Cementation a utilisé une foreuse Strata 950 de son équipement pour fraiser les monteries à la mine de Thompson T3. Avec l’aimable autorisation de Vale Canada
La monterie à double puits de mine à air recyclé de la mine de nickel Thompson T3 de Vale Canada à Manitoba, développée par la société contractante et d’études techniques Cementation Canada Inc., a atteint un tournant majeur en septembre 2023. Après quelque 600 jours d’exploitation, le projet a établi un nouveau record en matière de forage continu de la monterie la plus longue sur le continent américain, à 1 076 mètres (3 529 pieds).
Un immense gisement de nickel a été découvert en 1956 dans le Manitoba par l’International Nickel Company (INCO), et la mine de Thompson a vu le jour en 1961. À son apogée dans les années 1960, elle était la plus grande mine, fonderie et raffinerie de nickel intégrée au monde, et la deuxième plus grande exploitation productrice de nickel à l’échelle mondiale.
Aujourd’hui, Vale, qui a racheté INCO en 2006, poursuit ses activités à la mine de Thompson dans deux mines souterraines connectées, T1 et T3. D’après les dernières données de Vale Canada, la mine a produit 11 400 tonnes de produit fini de nickel dans les 12 mois précédant le T1 (1er trimestre) 2025.
Ayant conscience de la nécessité de la durabilité à long terme, les discussions à Vale en 2018 ont abouti au lancement du projet d’expansion de la mine de Thompson (TMEP, de l’anglais Thompson Mine Extension Project). Cette initiative portait sur les améliorations indispensables à l’infrastructure pour contribuer au développement de corps minéralisés plus profonds, qui permettraient de prolonger la durée de vie de la mine. L’un des éléments principaux du projet d’expansion concerne la construction d’un nouveau système d’aérage pour la mine T3, qui doublerait la circulation d’air vers ses zones les plus actives.
« L’objectif est de prolonger la durée de vie de la mine d’une décennie supplémentaire et probablement au-delà », expliquait Mark Johnson, directeur de projet principal du TMEP à Vale.
Pour atteindre cette hausse de capacité d’aérage, Vale a dû créer une monterie à double puits de mine à air recyclé.

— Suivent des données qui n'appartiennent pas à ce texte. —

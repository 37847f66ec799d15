//! Gradient descent optimizers
//!
//! Both operate on the network's flattened parameter/gradient vectors so the
//! layers stay optimizer-agnostic.

use crate::config::OptimizerKind;

#[derive(Debug, Clone)]
pub enum Optimizer {
    /// Plain SGD
    Sgd { learning_rate: f64 },
    /// Adam with bias-corrected moment estimates
    Adam {
        learning_rate: f64,
        beta1: f64,
        beta2: f64,
        epsilon: f64,
        timestep: i32,
        first_moment: Vec<f64>,
        second_moment: Vec<f64>,
    },
}

impl Optimizer {
    pub fn new(kind: OptimizerKind, learning_rate: f64) -> Self {
        match kind {
            OptimizerKind::Sgd => Optimizer::Sgd { learning_rate },
            OptimizerKind::Adam => Optimizer::Adam {
                learning_rate,
                beta1: 0.9,
                beta2: 0.999,
                epsilon: 1e-8,
                timestep: 0,
                first_moment: Vec::new(),
                second_moment: Vec::new(),
            },
        }
    }

    /// Apply one update. `params` and `grads` must be in the same stable
    /// order across calls.
    pub fn step(&mut self, mut params: Vec<&mut f64>, grads: &[f64]) {
        match self {
            Optimizer::Sgd { learning_rate } => {
                for (param, grad) in params.iter_mut().zip(grads) {
                    **param -= *learning_rate * grad;
                }
            }
            Optimizer::Adam {
                learning_rate,
                beta1,
                beta2,
                epsilon,
                timestep,
                first_moment,
                second_moment,
            } => {
                if first_moment.len() != grads.len() {
                    *first_moment = vec![0.0; grads.len()];
                    *second_moment = vec![0.0; grads.len()];
                    *timestep = 0;
                }
                *timestep += 1;
                let bias1 = 1.0 - beta1.powi(*timestep);
                let bias2 = 1.0 - beta2.powi(*timestep);

                for (idx, grad) in grads.iter().enumerate() {
                    first_moment[idx] = *beta1 * first_moment[idx] + (1.0 - *beta1) * grad;
                    second_moment[idx] =
                        *beta2 * second_moment[idx] + (1.0 - *beta2) * grad * grad;

                    let m_hat = first_moment[idx] / bias1;
                    let v_hat = second_moment[idx] / bias2;
                    *params[idx] -= *learning_rate * m_hat / (v_hat.sqrt() + *epsilon);
                }
            }
        }
    }
}

/// Scale gradients in place so their global L2 norm does not exceed
/// `max_norm`
pub fn clip_gradients(grads: &mut [f64], max_norm: f64) {
    let norm = grads.iter().map(|g| g * g).sum::<f64>().sqrt();
    if norm > max_norm && norm > 0.0 {
        let scale = max_norm / norm;
        for grad in grads.iter_mut() {
            *grad *= scale;
        }
    }
}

« Nous ajoutions des ventilateurs d’air recyclé pour monterie pour vider l’air de la mine. Cela fonctionne comme un grand circuit », expliquait M. Johnson. « De l’air extérieur est envoyé dans la mine, et l’air vicié évacué. L’idée à l’origine des monteries est d’améliorer l’aérage de la mine afin de renforcer la capacité à creuser plus profond. »
Pour ce type de travail, Vale a fait appel à une société ayant l’expertise et l’équipement nécessaires pour installer les monteries. En milieu d’année 2021, Vale a décidé de contacter Cementation, qui a effectué 53 projets de forage ascendant en Amérique du Nord, pour procéder à l’excavation de deux monteries de surface d’un diamètre d’environ 3 mètres à une profondeur de plus de 1050 mètres.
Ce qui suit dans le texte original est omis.